The new Northern Secretary faces a difficult task in bringing the parties towards a deal

Julian Smith, who was the British government chief whip for the past 18 months, is a senior and experienced figure unlike his predecessor Karen Bradley who was prone to gaffes and often appeared hapless during her time as Northern Secretary. Photograph: Isabel Infantes/AFP/Getty Images

Julian Smith, who was the British government chief whip for the past 18 months, is a senior and experienced figure unlike his predecessor Karen Bradley who was prone to gaffes and often appeared hapless during her time as Northern Secretary. Photograph: Isabel Infantes/AFP/Getty Images

 

The visit of newly appointed Northern Secretary Julian Smith to Belfast to meet Tánaiste Simon Coveney and the five Northern parties so soon after his appointment was encouraging against the background of the worrying deterioration of relations between the governments in Dublin and London following the accession of Boris Johnson as prime minister.

During his visit Smith was also briefed by Northern Ireland Office officials on the state of talks designed to restore the Stormont Executive and Assembly, which have been going on for the past few months. Smith, who was British government chief whip for the past 18 months, is a senior and experienced figure – unlike his predecessor Karen Bradley who was prone to gaffes and often appeared hapless during her time as Northern secretary. To be fair to Bradley, she worked hard in recent months to keep the talks process going and deserves credit for that.

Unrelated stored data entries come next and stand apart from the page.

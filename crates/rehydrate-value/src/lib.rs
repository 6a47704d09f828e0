//! Value containers and the path-access capability the denormalizer is written against.
//!
//! Two container disciplines are provided: [`PlainValue`] shares mutable nodes and updates them
//! in place, while [`PersistentValue`] is copy-on-write and never changes a value another holder
//! can observe. Both implement [`Container`].

mod id;
mod persistent;
mod plain;

pub use id::{EntityId, PathSegment};
pub use persistent::PersistentValue;
pub use plain::PlainValue;

/// Structural classification of a container value.
#[derive(Debug, Clone, Copy, PartialEq, Eq)]
pub enum Shape {
    Null,
    Scalar,
    Sequence,
    Mapping,
}

/// Path access plus the handful of structural queries needed to walk a value graph.
///
/// `set_at_path` follows the container's discipline: plain containers write in place and hand
/// back the same node, persistent containers return an updated copy and leave `self` untouched
/// for every other holder.
pub trait Container: Clone + std::fmt::Debug {
    /// Whether updates produce new values instead of mutating shared nodes.
    fn is_persistent(&self) -> bool;

    fn shape(&self) -> Shape;

    /// Interprets a scalar as an entity identifier. Mappings, sequences and null yield `None`.
    fn as_entity_id(&self) -> Option<EntityId>;

    fn get_at_path(&self, path: &[PathSegment]) -> Option<Self>;

    fn set_at_path(self, path: &[PathSegment], value: Self) -> Self;

    /// Keys of a mapping in insertion order; empty for every other shape.
    fn keys(&self) -> Vec<String>;

    /// Element count of a sequence; zero for every other shape.
    fn len(&self) -> usize;

    fn is_empty(&self) -> bool {
        self.len() == 0
    }

    /// Copies the top-level node so writes to the copy do not reach the original. Children stay
    /// shared.
    fn shallow_copy(&self) -> Self;

    fn is_null(&self) -> bool {
        self.shape() == Shape::Null
    }

    fn get(&self, key: &str) -> Option<Self> {
        self.get_at_path(&[PathSegment::key(key)])
    }
}

/// Read-only attribute view handed to id and discriminator accessors.
pub trait AttributeSource {
    /// Reads a scalar attribute as an entity id (strings, numbers and booleans are coerced).
    fn attribute_id(&self, name: &str) -> Option<EntityId>;
}

impl<V: Container> AttributeSource for V {
    fn attribute_id(&self, name: &str) -> Option<EntityId> {
        self.get(name).and_then(|value| value.as_entity_id())
    }
}

#[derive(Debug, thiserror::Error)]
pub enum ValueError {
    #[error("value graph contains a cycle at {path}")]
    Cycle { path: String },
    #[error("invalid JSON: {0}")]
    Json(#[from] serde_json::Error),
}

pub(crate) fn render_path(path: &[PathSegment]) -> String {
    if path.is_empty() {
        return "/".into();
    }
    path.iter().map(|segment| format!("/{segment}")).collect()
}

The new Northern Secretary has been through the mill as chief whip in the various attempts to get Theresa May’s Brexit withdrawal deal through the House of Commons and that testing experience should have given him a taste of the arduous task that faces him in attempting to get the Northern parties to agree a deal. In his role as chief whip Smith worked closely with the Democratic Unionist Party (DUP) in the implementation of their confidence-and-supply deal with the Conservative government and he also negotiated unsuccessfully with them in an effort to back the withdrawal agreement in the Commons.

Sinn Féin expressed suspicion of Smith because he attended a DUP conference as part of his duties as chief whip. His intimate knowledge of where the party is coming from may actually help him in his efforts to broker a deal and at the very least he won’t have to waste time getting up to speed on where the party stands. What may constrain him is the fact that the Johnson government, like its predecessor, is dependent on the DUP for its survival in Westminster.

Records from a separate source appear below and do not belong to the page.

mod helpers;

use helpers::{blog_schemas, blog_store, persistent, plain, to_json};
use rehydrate_core::{Bag, Denormalizer, denormalize, denormalize_with_bag};
use rehydrate_schema::{EntitySchema, Schema, SchemaIndex};
use rehydrate_value::{Container, EntityId, PathSegment, PlainValue};
use serde_json::json;

fn article(id: serde_json::Value) -> serde_json::Value {
    let store = plain(blog_store());
    let result = denormalize(
        Some(&plain(id)),
        &store,
        &Schema::entity("articles"),
        &blog_schemas(),
    )
    .expect("denormalized");
    to_json(&result)
}

#[test]
fn article_with_author_and_collections() {
    assert_eq!(
        article(json!(1)),
        json!({
            "id": 1,
            "title": "T",
            "author": {"id": 1, "name": "Dan"},
            "collections": [{"id": 1, "name": "C1"}, {"id": 2, "name": "C2"}]
        })
    );
}

#[test]
fn persistent_article_matches_plain_result() {
    let store = persistent(blog_store());
    let result = denormalize(
        Some(&persistent(json!(1))),
        &store,
        &Schema::entity("articles"),
        &blog_schemas(),
    )
    .expect("denormalized");
    assert_eq!(result.to_json(), article(json!(1)));
}

#[test]
fn id_and_record_forms_agree() {
    let store = plain(blog_store());
    let record = store
        .get_at_path(&["articles".into(), "1".into()])
        .expect("stored article");
    let schemas = blog_schemas();
    let schema = Schema::entity("articles");
    let from_id = denormalize(Some(&plain(json!(1))), &store, &schema, &schemas);
    let from_record = denormalize(Some(&record), &store, &schema, &schemas);
    assert_eq!(
        from_id.as_ref().map(to_json),
        from_record.as_ref().map(to_json)
    );
}

#[test]
fn numeric_and_string_ids_are_the_same_entity() {
    assert_eq!(article(json!(1)), article(json!("1")));
    assert_eq!(article(json!(1)), article(json!(1.0)));
}

#[test]
fn null_attribute_stays_null() {
    assert_eq!(
        article(json!(2)),
        json!({"id": 2, "title": "Null author", "author": null})
    );
}

#[test]
fn absent_attribute_stays_absent() {
    let result = article(json!(3));
    assert_eq!(result, json!({"id": 3, "title": "No author"}));
    assert!(result.get("author").is_none());
}

#[test]
fn missing_record_leaves_the_bare_id() {
    assert_eq!(article(json!(4))["author"], json!(99));
}

#[test]
fn empty_string_is_a_real_id() {
    assert_eq!(
        article(json!(5))["author"],
        json!({"id": "", "name": "Deleted"})
    );
}

#[test]
fn unknown_top_level_id_passes_through() {
    assert_eq!(article(json!(404)), json!(404));
}

#[test]
fn absent_input_stays_absent() {
    let store = plain(blog_store());
    let result = denormalize::<PlainValue>(
        None,
        &store,
        &Schema::entity("articles"),
        &blog_schemas(),
    );
    assert!(result.is_none());
}

#[test]
fn null_input_is_returned_unchanged() {
    assert_eq!(article(json!(null)), json!(null));
}

#[test]
fn unknown_entity_type_passes_through() {
    let store = plain(blog_store());
    let result = denormalize(
        Some(&plain(json!(1))),
        &store,
        &Schema::entity("ghosts"),
        &blog_schemas(),
    )
    .expect("value");
    assert_eq!(to_json(&result), json!(1));
}

#[test]
fn store_is_not_modified() {
    let store = plain(blog_store());
    let before = to_json(&store);
    let schemas = blog_schemas();
    for id in 1..=7 {
        let result = denormalize(
            Some(&plain(json!(id))),
            &store,
            &Schema::entity("articles"),
            &schemas,
        );
        assert!(result.is_some());
    }
    assert_eq!(to_json(&store), before);
}

#[test]
fn embedded_input_is_not_modified() {
    let store = plain(blog_store());
    let input = plain(json!({"id": 1, "title": "T", "author": 1}));
    let result = denormalize(
        Some(&input),
        &store,
        &Schema::entity("articles"),
        &blog_schemas(),
    )
    .expect("denormalized");
    assert!(!result.ptr_eq(&input));
    assert_eq!(to_json(&input), json!({"id": 1, "title": "T", "author": 1}));
    assert_eq!(to_json(&result)["author"], json!({"id": 1, "name": "Dan"}));
}

#[test]
fn embedded_entity_without_id_is_still_expanded() {
    let store = plain(blog_store());
    let input = plain(json!({"title": "Draft", "author": 1}));
    let result = denormalize(
        Some(&input),
        &store,
        &Schema::entity("articles"),
        &blog_schemas(),
    )
    .expect("denormalized");
    assert_eq!(
        to_json(&result),
        json!({"title": "Draft", "author": {"id": 1, "name": "Dan"}})
    );
}

#[test]
fn shared_references_resolve_to_one_instance() {
    let store = plain(json!({
        "articles": {
            "1": {"id": 1, "author": 1, "collections": [1]},
        },
        "users": {"1": {"id": 1, "name": "Dan"}},
        "collections": {"1": {"id": 1, "curator": 1}}
    }));
    let result = denormalize(
        Some(&plain(json!(1))),
        &store,
        &Schema::entity("articles"),
        &blog_schemas(),
    )
    .expect("denormalized");
    let author = result.get("author").expect("author");
    let curator = result
        .get_at_path(&["collections".into(), PathSegment::Index(0), "curator".into()])
        .expect("curator");
    assert!(author.ptr_eq(&curator));
}

#[test]
fn caller_bag_is_reused_across_calls() {
    let store = plain(blog_store());
    let schemas = blog_schemas();
    let mut bag = Bag::new();
    let first = denormalize_with_bag(
        Some(&plain(json!(1))),
        &store,
        &Schema::entity("articles"),
        &schemas,
        &mut bag,
    )
    .expect("article");
    assert!(bag.contains("articles", &EntityId::from("1")));
    assert!(bag.contains("users", &EntityId::from(1)));
    assert_eq!(bag.len(), 4);

    let author = denormalize_with_bag(
        Some(&plain(json!(1))),
        &store,
        &Schema::entity("users"),
        &schemas,
        &mut bag,
    )
    .expect("user");
    assert!(author.ptr_eq(&first.get("author").expect("author")));
    assert_eq!(bag.len(), 4);
}

#[test]
fn fresh_bag_per_call_builds_new_instances() {
    let store = plain(blog_store());
    let schemas = blog_schemas();
    let denormalizer = Denormalizer::new(&schemas);
    let schema = Schema::entity("users");
    let first = denormalizer
        .denormalize(Some(&plain(json!(1))), &store, &schema)
        .expect("user");
    let second = denormalizer
        .denormalize(Some(&plain(json!(1))), &store, &schema)
        .expect("user");
    assert!(!first.ptr_eq(&second));
    assert_eq!(to_json(&first), to_json(&second));
}

#[test]
fn id_accessor_selects_the_bag_slot() {
    let schemas = SchemaIndex::from_entities([
        EntitySchema::new("memberships")
            .with_id_accessor(|entity| {
                let user = entity.attribute_id("user")?;
                let group = entity.attribute_id("group")?;
                Some(EntityId::new(format!("{user}-{group}")))
            })
            .define([("user", Schema::entity("users"))]),
        EntitySchema::new("users"),
    ])
    .expect("schemas");
    let store = plain(json!({"users": {"4": {"id": 4, "name": "Eve"}}}));
    let input = plain(json!([
        {"user": 4, "group": "admins"},
        {"user": 4, "group": "admins"}
    ]));
    let mut bag = Bag::new();
    let result = denormalize_with_bag(
        Some(&input),
        &store,
        &Schema::collection(Schema::entity("memberships")),
        &schemas,
        &mut bag,
    )
    .expect("memberships");
    assert!(bag.contains("memberships", &EntityId::from("4-admins")));
    let first = result.get_at_path(&[PathSegment::Index(0)]).expect("first");
    let second = result.get_at_path(&[PathSegment::Index(1)]).expect("second");
    assert!(first.ptr_eq(&second));
    assert_eq!(
        to_json(&first),
        json!({"user": {"id": 4, "name": "Eve"}, "group": "admins"})
    );
}

#[test]
fn custom_id_attribute_is_used_for_embedded_entities() {
    let schemas = SchemaIndex::from_entities([
        EntitySchema::new("tags").with_id_attribute("slug"),
    ])
    .expect("schemas");
    let store = plain(json!({"tags": {}}));
    let input = plain(json!([{"slug": "rust"}, {"slug": "rust", "extra": true}]));
    let mut bag = Bag::new();
    let result = denormalize_with_bag(
        Some(&input),
        &store,
        &Schema::collection(Schema::entity("tags")),
        &schemas,
        &mut bag,
    )
    .expect("tags");
    assert_eq!(bag.len(), 1);
    assert_eq!(to_json(&result), json!([{"slug": "rust"}, {"slug": "rust"}]));
}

The DUP has expressed initial enthusiasm for Johnson, but there are good reasons to believe that getting what it wished for could well end up in an economic disaster for Northern Ireland. The DUP will have to accept responsibility for the consequences of a no-deal Brexit if that happens.

As well as working to restore devolved government in the North, Smith could have an important role to play in keeping lines of communication open between the Irish and British governments. The Tánaiste described yesterday’s meeting as useful and that was a good start. British-Irish relations are now at their lowest in a generation and it is vitally important that the rupture does not grow and fester. Regardless of how Brexit turns out, the two countries have a strong interest in maintaining the best possible relationship in the years ahead.